Aiutare in accordo. Gli obiettivi.

In questo articolo si parla di

Evoluzione del Coaching

Verso la fine degli anni ’90 il percorso di Coaching si era strutturato in tre filoni essenziali:

  1. quello artistico, che sosteneva attori e artisti che lavoravano sulla loro creatività,
  2. quello sportivo che apportava agli atleti il sostegno per le performances fisiche e mentali che dovevano sostenere in occasione di gare e competizioni,
  3. quello professionale volto ad aumentare la coesione e la produttività nelle équipe di lavoro, oppure indirizzato ai politici che desideravano migliorare il loro carisma e la loro influenza sul pubblico.

Successivamente, nel corso degli anni 2000 si è consolidata nelle aziende e nelle organizzazioni la pratica di proporlo ai quadri e ai manager, al fine di migliorare i loro risultati e le relazioni professionali.

Siamo giunti così a estenderlo a tutte le persone desiderose di sviluppare i loro talenti, di attivare processi di miglioramento e cambiamenti nello stile di vita.

 

Il cuore del Coaching: il cambiamento

Ci troviamo in un mondo in cui i cambiamenti sono sempre più rapidi e di conseguenza la richiesta di adattarvisi è sempre più pressante. Poiché il cambiamento è il cuore stesso della dinamica di Coaching è importante stabilire il come, il perché, a quali condizioni, con quali limiti e restrizioni il cambiamento desiderato verrà perseguito.
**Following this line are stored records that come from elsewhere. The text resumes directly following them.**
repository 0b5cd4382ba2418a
pub mod domain;
pub mod generation;
pub mod ports;

pub use domain::{
    Component, ComponentChanges, ComponentDetail, ComponentFilter, ComponentMeta, ComponentStatus,
    NewComponent, SortKey, Tag, Technology, User,
};
pub use generation::{GeneratedComponent, Generation};
pub use ports::{CodeGenerationModel, ComponentStore, PortError, PortResult};
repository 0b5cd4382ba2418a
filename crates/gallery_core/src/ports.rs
//! crates/gallery_core/src/ports.rs
//!
//! Defines the service contracts (traits) for the application's core logic.
//! These traits form the boundary of the hexagonal architecture, allowing the core
//! to be independent of specific external implementations like databases or APIs.

use async_trait::async_trait;
use uuid::Uuid;

use crate::domain::{
    ComponentChanges, ComponentDetail, ComponentFilter, ComponentMeta, NewComponent, Tag,
    Technology,
};

//=========================================================================================
// Generic Port Error and Result Types
//=========================================================================================

/// A generic error type for all port operations.
/// This abstracts away the specific errors from external services (e.g., database, network).
#[derive(Debug, thiserror::Error)]
pub enum PortError {
    #[error("Item not found: {0}")]
    NotFound(String),
    #[error("Invalid input: {0}")]
    Validation(String),
    #[error("Forbidden: {0}")]
    Forbidden(String),
    #[error("Unauthorized")]
    Unauthorized,
    #[error("An unexpected error occurred: {0}")]
    Unexpected(String),
}

/// A convenience type alias for `Result<T, PortError>`.
pub type PortResult<T> = Result<T, PortError>;

//=========================================================================================
// Service Ports (Traits)
//=========================================================================================

#[async_trait]
pub trait ComponentStore: Send + Sync {
    // --- Auth Gate ---
    /// Resolves a session cookie (issued by the external identity provider)
    /// to a user id. Fails with `Unauthorized` for unknown or expired sessions.
    async fn validate_auth_session(&self, session_id: &str) -> PortResult<Uuid>;

    // --- Component Listing / Reading ---
    /// Returns one window of components matching the filter.
    async fn list_components(&self, filter: &ComponentFilter) -> PortResult<Vec<ComponentDetail>>;

    /// Counts all components matching the filter, ignoring its window.
    async fn count_components(&self, filter: &ComponentFilter) -> PortResult<i64>;

    async fn get_component(&self, id: Uuid) -> PortResult<ComponentDetail>;

    /// Fetches just the owner and publish stamp of a component, for the
    /// pre-mutation checks.
    async fn get_component_meta(&self, id: Uuid) -> PortResult<ComponentMeta>;

    /// Bumps the view counter by one. Any caller, authenticated or not.
    async fn increment_view_count(&self, id: Uuid) -> PortResult<()>;

    // --- Component Mutation ---
    async fn create_component(&self, new: NewComponent) -> PortResult<ComponentDetail>;

    async fn update_component(
        &self,
        id: Uuid,
        changes: ComponentChanges,
    ) -> PortResult<ComponentDetail>;

    /// Deletes a component. Like rows and link rows go with it; shared
    /// technology/tag rows stay.
    async fn delete_component(&self, id: Uuid) -> PortResult<()>;

    // --- Technologies / Tags ---
    /// Idempotent upsert by name. Concurrent calls for the same new name are
    /// resolved by the store's uniqueness constraint, not by locking.
    async fn find_or_create_technology(&self, name: &str) -> PortResult<Technology>;

    async fn find_or_create_tag(&self, name: &str) -> PortResult<Tag>;

    async fn list_technologies(&self) -> PortResult<Vec<Technology>>;

    // --- Likes ---
    async fn like_exists(&self, component_id: Uuid, user_id: Uuid) -> PortResult<bool>;

    /// Inserts a like row. A concurrent duplicate insert for the same pair is
    /// a no-op (pair uniqueness at the store level).
    async fn insert_like(&self, component_id: Uuid, user_id: Uuid) -> PortResult<()>;

    async fn delete_like(&self, component_id: Uuid, user_id: Uuid) -> PortResult<()>;

    async fn count_likes(&self, component_id: Uuid) -> PortResult<i64>;
}

#[async_trait]
pub trait CodeGenerationModel: Send + Sync {
    /// Sends a component-generation instruction to the external model and
    /// returns its raw text response. Single attempt, no retry; callers
    /// degrade through the fallback tiers on failure.
    async fn generate(&self, instruction: &str) -> PortResult<String>;
}
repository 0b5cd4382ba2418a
pub mod adapters;
pub mod config;
pub mod error;
pub mod web;
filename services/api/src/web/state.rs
//! services/api/src/web/state.rs
//!
//! Defines the application's shared state.

use std::sync::Arc;

use gallery_core::ports::{CodeGenerationModel, ComponentStore};

use crate::config::Config;

/// The shared application state, created once at startup and passed to all handlers.
///
/// There is no other cross-request state: every request re-reads the store.
#[derive(Clone)]
pub struct AppState {
    pub store: Arc<dyn ComponentStore>,
    pub codegen: Arc<dyn CodeGenerationModel>,
    pub config: Arc<Config>,
}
Il punto cruciale è comprendere quale sia il bisogno insoddisfatto che scatena il desiderio di cambiamento.

Si parte dal bisogno.

Si arriva al cambiamento.

Tra questi due dati si snoda il percorso da concordare con la persona desiderosa di realizzare il suo desiderio e soddisfare il bisogno.

 

Il cambiamento delle abitudini

Il maggior ostacolo che i pazienti incontrano quando si trovano a intraprendere il delicato cammino di trasformazione risiede di solito proprio dentro loro stessi.

Ciò su cui si interviene è la modifica di abitudini ben radicate.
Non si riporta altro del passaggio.